Dougherty/ Brill: There's a major mobile provider in the U.S. that was one of the first to deploy speech, and depended heavily on a named persona. I was a customer at the time, and she was distant and disconnected from me as a customer.  She didn't want to help me and didn't know how.  On top of that, she introduced herself by name, and then was fairly chirpy about our interaction, despite the fact that she didn't seem interested in really helping.

Also for the UK readers, not to name names but it's a certain cinema chain's film line! It often has been quoted by nay-sayers of speech as a reason to hang on to DTMF. The persona is not only overly chirpy, but she is horribly hampered by asking the wrong questions of the caller thereby making the interaction longer than necessary.

Rolandi:  This is a difficult question in that every time I think I've seen the worst, something new comes along, goes even further over the top and sets a new standard of persona excess.

Persona Design
How much work is needed to design a good persona?

Balentine: I prefer the design philosophy called "emergent." That is, I like to design for usability, establish simple principles for managing turn taking, grounding, confirmation, and progressive disclosure, and then let the persona "emerge" spontaneously from the interaction of those parts. Several days to a few weeks are required for this design process.

Kotelly: Developing a good persona can be as easy as selecting the voice that simply sounds right to the designer, writing prompts that match the task and audience calling, and coaching that voice appropriately in the studio. The process doesn't have to add much effort to the normal level of effort required for a project.  For companies wishing to strengthen or re-define their brand, a designer may spend many additional hours during the initial research phases of a project. 

Rolandi:  Less than you might think.

What is the most important consideration when designing a persona?

Balentine: Focusing on the user is very difficult when the designer is focusing on the persona. There is a tendency to let persona decisions cloud usability decisions. So keeping the user's task in mind is the most important consideration — as with all productivity user interfaces.

One major aspect of persona design is developing an extensive biography for the character. We hear that "she attended Andersen University" and "his hobbies are slalom skiing and dog breeding." The process derives from theater and film acting. But it is highly overdone. The reason is that an IVR has such a limited repertoire of behaviors that the subtleties of the design are not observable in the application. So, more often than not, it becomes an internal and self-indulgent exercise for the stakeholders. It costs lots of money, delivers little payback.

Dougherty/ Brill: Personas must "fit" with the caller group itself, their expectations of the brand they've called, the task they're about to complete.  Therefore, personas must be based on data, and evaluated by actual callers to determine (1) how well they fit with ongoing expectations and (2) the usability of the experience that they create.

Kotelly: Above all else, a designer needs to understand who the target users are for a system, or the persona has no basis.  One could create a very successful persona for a video game company that uses words like "cool" and "right on" and prompts a caller to say, "where's my stuff" instead of "track my shipment."  But that persona, while effective for late-20-somethings calling a video game company, would fail if implemented for a large bank.
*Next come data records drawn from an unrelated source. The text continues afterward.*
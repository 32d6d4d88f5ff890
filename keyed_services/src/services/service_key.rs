use std::{
	any::{
		Any,
		TypeId,
	},
	fmt::Debug,
	hash::{
		Hash,
		Hasher,
	},
};


/// A type-erased service key.
///
/// Any `'static` value that can be compared, hashed and shared between threads
/// can key a service. The key keeps its concrete type at runtime, so a `String`
/// key and a `&'static str` key with the same text address different services.
pub trait ServiceKey: Any + Debug + Send + Sync {

	/// Borrows the key as `Any` so it can be downcast to its concrete type
	fn as_any(&self) -> &dyn Any;

	/// Compares two keys. Keys of different runtime types are never equal.
	fn eq_key(&self, other: &dyn ServiceKey) -> bool;

	/// Feeds the key's runtime type and value into `state`
	fn hash_key(&self, state: &mut dyn Hasher);

}

impl<T> ServiceKey for T
where
	T: Any + Debug + Eq + Hash + Send + Sync,
{
	fn as_any(&self) -> &dyn Any {
		return self;
	}

	fn eq_key(&self, other: &dyn ServiceKey) -> bool {
		return match other.as_any().downcast_ref::<T>() {
			Some(other) => self == other,
			None => false,
		};
	}

	fn hash_key(&self, mut state: &mut dyn Hasher) {
		TypeId::of::<T>().hash(&mut state);
		self.hash(&mut state);
	}
}

impl dyn ServiceKey {

	/// Downcasts the key to `K` if that is its exact runtime type
	pub fn downcast_ref<K: 'static>(&self) -> Option<&K> {
		return self.as_any().downcast_ref::<K>();
	}

}

impl PartialEq for dyn ServiceKey {
	fn eq(&self, other: &Self) -> bool {
		return self.eq_key(other);
	}
}

impl Eq for dyn ServiceKey {}

impl Hash for dyn ServiceKey {
	fn hash<H: Hasher>(&self, state: &mut H) {
		self.hash_key(state);
	}
}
Rolandi:  The user is always the most important thing to consider when designing an application.   Again, when considering customer self-service applications, there is no reason to believe that an animated persona can be of assistance to a user.

How are personas tested?

Balentine: Personas are rarely objectively tested. Personas are generally accepted on faith by internal stakeholders (since that's the group toward whom they are mainly targeted). External tests (focus groups, questionnaires, customer satisfaction measures) are often bogus, with leading questions and false assumptions.

The industry could do much better in this regard. Sometimes the enterprise hosting the persona is actually the last — not the first — to discover that the persona is a laughing stock or an irritant.

Dougherty/ Brill: We have callers interact with a WOZ (Wizard of Oz) system to complete specific tasks, in one-on-one interviews.  If more than one persona is being evaluated, the caller actually compares different "systems"— each representing a persona — to accomplish certain tasks.  It is critically important to have callers interact with the system to get something done, because many of their reactions relate to how well she/he helps them.

Kotelly: The only true way to measure the effects of the persona on an application is to conduct an apples-to-apples comparison, by measuring the percentage of successful calls before and after a new persona is introduced.  For this to work, nothing other than the personality of the system (prompt text, voice, coaching style) can be changed.  However, most companies are motivated to increase automation rates in any way possible, and will rarely, if ever, change the persona of an automated system without adding new functionality, or re-designing the ordering of questions within an application.  Therefore, we often rely on focus groups to identify whether customers respond favorably to a new persona.

Rolandi:  I experimented with frustration and sarcasm indices where I divided the number of "frustration behaviors" or sarcastic user responses observed during a recorded user interaction by the total number of user responses made during the session.  It seemed to provide a reliable, empirically derived insight into the user experience, but, in the end, the method was probably overkill. 

Should an application ever have more than one persona?

Balentine: Less than one is better than more than one. But once you've bought the assumptions that pull your focus away from your customers and toward your persona, then I say the more the merrier. The additional ones rarely do more harm than the first persona does, and can be more fun for the stakeholders and designers who seem to find them so fascinating.

Dougherty/ Brill: People attach meaning to each new voice they talk to, so we encourage customers not to use multiple voices in a single interaction unless the second voice has meaning: like receiving a new kind of assistance, for example, premium versus standard service levels for segmented customers.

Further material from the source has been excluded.